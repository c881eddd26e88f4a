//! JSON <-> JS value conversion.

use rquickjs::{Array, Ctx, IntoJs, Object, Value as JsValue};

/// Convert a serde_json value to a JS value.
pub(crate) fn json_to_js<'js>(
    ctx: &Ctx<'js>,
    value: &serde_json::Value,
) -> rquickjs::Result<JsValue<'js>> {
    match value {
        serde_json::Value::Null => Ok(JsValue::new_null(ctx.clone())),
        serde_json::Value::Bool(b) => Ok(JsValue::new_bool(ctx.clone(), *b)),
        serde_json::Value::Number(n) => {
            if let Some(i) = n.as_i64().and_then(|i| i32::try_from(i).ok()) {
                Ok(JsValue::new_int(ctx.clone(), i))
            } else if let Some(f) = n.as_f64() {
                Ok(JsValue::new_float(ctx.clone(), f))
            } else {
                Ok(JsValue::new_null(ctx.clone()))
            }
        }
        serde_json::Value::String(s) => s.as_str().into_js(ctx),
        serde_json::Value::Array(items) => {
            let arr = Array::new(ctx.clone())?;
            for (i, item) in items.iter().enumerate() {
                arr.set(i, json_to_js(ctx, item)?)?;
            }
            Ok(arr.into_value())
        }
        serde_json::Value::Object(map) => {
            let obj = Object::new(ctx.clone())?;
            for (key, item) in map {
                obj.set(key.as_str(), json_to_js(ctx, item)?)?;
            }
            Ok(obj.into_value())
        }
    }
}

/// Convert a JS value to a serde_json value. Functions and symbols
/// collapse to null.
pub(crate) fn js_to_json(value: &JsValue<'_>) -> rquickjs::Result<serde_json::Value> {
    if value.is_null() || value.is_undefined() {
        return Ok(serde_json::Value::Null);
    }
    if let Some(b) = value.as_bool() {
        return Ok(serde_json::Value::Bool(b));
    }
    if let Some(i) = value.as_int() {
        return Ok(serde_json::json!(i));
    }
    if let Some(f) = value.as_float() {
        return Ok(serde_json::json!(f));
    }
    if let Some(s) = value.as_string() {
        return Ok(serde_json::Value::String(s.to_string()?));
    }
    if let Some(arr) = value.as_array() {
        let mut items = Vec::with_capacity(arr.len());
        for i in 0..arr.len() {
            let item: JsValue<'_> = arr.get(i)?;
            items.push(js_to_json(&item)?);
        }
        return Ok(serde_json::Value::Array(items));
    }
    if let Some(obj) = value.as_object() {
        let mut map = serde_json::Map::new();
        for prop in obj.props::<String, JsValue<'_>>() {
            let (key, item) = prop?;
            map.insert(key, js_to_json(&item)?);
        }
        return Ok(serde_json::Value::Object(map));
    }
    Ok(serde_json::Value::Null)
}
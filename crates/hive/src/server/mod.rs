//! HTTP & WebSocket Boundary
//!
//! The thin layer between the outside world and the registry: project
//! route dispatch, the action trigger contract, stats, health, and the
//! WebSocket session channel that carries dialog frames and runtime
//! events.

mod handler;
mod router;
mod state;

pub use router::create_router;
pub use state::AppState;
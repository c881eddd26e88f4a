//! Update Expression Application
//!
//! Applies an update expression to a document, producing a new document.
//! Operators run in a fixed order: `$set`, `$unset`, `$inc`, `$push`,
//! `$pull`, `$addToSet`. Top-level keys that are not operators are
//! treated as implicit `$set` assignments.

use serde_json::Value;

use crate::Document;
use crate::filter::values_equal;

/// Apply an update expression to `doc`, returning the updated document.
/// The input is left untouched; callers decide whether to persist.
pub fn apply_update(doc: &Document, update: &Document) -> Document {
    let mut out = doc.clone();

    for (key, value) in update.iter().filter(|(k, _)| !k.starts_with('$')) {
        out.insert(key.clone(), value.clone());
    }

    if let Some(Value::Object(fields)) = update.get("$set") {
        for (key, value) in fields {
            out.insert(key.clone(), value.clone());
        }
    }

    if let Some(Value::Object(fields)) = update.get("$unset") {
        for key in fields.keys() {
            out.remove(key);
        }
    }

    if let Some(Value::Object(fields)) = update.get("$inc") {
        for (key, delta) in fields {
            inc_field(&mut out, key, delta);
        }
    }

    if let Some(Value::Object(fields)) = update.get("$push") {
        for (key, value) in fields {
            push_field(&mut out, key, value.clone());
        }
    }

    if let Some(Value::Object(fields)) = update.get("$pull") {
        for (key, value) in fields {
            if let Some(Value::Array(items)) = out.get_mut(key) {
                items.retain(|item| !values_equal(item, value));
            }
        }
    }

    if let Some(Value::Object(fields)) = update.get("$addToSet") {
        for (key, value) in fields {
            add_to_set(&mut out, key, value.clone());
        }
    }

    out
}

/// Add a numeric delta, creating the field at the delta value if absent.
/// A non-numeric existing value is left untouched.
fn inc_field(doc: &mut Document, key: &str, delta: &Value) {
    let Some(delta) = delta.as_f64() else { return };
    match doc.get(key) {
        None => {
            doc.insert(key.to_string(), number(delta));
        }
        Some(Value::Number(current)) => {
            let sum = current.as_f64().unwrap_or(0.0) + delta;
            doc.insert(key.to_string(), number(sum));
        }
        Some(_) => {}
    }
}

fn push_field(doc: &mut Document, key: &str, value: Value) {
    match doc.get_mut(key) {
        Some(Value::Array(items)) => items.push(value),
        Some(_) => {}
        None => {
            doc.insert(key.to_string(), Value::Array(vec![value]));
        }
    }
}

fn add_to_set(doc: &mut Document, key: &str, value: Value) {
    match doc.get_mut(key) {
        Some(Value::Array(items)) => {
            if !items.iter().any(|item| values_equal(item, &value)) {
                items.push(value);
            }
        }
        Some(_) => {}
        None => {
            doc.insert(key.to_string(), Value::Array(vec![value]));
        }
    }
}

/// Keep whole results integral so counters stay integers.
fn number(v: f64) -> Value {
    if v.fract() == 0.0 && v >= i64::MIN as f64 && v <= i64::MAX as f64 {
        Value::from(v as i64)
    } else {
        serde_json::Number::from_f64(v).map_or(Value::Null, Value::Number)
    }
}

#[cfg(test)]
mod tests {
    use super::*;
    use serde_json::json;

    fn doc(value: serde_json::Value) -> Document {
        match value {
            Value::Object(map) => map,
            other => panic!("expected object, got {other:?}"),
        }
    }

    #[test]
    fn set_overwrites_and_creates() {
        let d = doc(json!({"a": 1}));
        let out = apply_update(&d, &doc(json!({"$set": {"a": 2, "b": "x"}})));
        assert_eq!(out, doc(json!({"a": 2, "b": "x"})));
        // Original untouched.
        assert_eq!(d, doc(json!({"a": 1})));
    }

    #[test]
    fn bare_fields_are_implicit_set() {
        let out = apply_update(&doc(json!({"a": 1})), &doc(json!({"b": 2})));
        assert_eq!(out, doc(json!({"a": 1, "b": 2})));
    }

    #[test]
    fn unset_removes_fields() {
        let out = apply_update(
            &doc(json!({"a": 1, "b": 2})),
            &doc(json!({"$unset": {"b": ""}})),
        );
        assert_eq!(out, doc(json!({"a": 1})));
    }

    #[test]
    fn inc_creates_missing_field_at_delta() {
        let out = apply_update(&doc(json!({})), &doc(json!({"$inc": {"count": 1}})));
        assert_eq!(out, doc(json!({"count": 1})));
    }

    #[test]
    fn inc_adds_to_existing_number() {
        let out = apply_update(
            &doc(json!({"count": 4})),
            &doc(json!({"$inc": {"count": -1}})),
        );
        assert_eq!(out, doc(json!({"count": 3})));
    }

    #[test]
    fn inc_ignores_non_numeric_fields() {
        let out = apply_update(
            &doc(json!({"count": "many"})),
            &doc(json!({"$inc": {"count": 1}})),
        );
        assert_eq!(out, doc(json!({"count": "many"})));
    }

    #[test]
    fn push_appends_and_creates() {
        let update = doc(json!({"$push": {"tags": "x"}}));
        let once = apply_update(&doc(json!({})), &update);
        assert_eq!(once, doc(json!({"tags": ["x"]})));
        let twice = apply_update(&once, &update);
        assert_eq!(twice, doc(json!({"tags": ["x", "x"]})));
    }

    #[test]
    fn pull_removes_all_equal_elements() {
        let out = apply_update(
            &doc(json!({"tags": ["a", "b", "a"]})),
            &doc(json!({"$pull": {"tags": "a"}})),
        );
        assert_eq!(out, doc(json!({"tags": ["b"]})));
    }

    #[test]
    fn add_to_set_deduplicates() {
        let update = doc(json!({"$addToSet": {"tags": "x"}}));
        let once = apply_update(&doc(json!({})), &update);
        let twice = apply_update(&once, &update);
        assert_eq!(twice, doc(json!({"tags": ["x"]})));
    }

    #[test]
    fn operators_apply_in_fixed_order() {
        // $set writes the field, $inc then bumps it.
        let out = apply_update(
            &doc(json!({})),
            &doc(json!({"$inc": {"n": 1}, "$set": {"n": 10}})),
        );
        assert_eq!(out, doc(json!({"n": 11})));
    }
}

REQUIRED ACTION:
Where the line with "Ok(JsValue::new_int(ctx.clone(), i))" ends, your copy should end too; please return exactly the lines from the first line of the data through it.

TASK RESULT:
repository c881eddd26e88f4a
//! JSON <-> JS value conversion.

use rquickjs::{Array, Ctx, IntoJs, Object, Value as JsValue};

/// Convert a serde_json value to a JS value.
pub(crate) fn json_to_js<'js>(
    ctx: &Ctx<'js>,
    value: &serde_json::Value,
) -> rquickjs::Result<JsValue<'js>> {
    match value {
        serde_json::Value::Null => Ok(JsValue::new_null(ctx.clone())),
        serde_json::Value::Bool(b) => Ok(JsValue::new_bool(ctx.clone(), *b)),
        serde_json::Value::Number(n) => {
            if let Some(i) = n.as_i64().and_then(|i| i32::try_from(i).ok()) {
                Ok(JsValue::new_int(ctx.clone(), i))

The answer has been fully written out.